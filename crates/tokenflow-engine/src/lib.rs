pub mod completion;
pub mod condition;
pub mod context;
mod coordinator;
pub mod engine;
pub mod merge;
pub mod routing;
pub mod run_log;
pub mod snapshot;
pub mod store;
pub mod sync;
pub mod token;
pub mod tracer;

pub use completion::FinalOutput;
pub use context::RunContext;
pub use engine::{Engine, RunHandle, RunOutcome};
pub use run_log::TraceWriter;
pub use snapshot::{Snapshot, SnapshotReason};
pub use store::{RunRecord, RunStore, RunSummary};
pub use token::Token;
pub use tracer::TraceQuery;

---------------

EXERCISE BRIEF: Write out each line exactly, as it is shown above.

ANSWER FOR THE TASK:
filename crates/tokenflow-engine/src/lib.rs
pub mod completion;
pub mod condition;
pub mod context;
mod coordinator;
pub mod engine;
pub mod merge;
pub mod routing;
pub mod run_log;
pub mod snapshot;
pub mod store;
pub mod sync;
pub mod token;
pub mod tracer;

pub use completion::FinalOutput;
pub use context::RunContext;
pub use engine::{Engine, RunHandle, RunOutcome};
pub use run_log::TraceWriter;
pub use snapshot::{Snapshot, SnapshotReason};
pub use store::{RunRecord, RunStore, RunSummary};
pub use token::Token;
pub use tracer::TraceQuery;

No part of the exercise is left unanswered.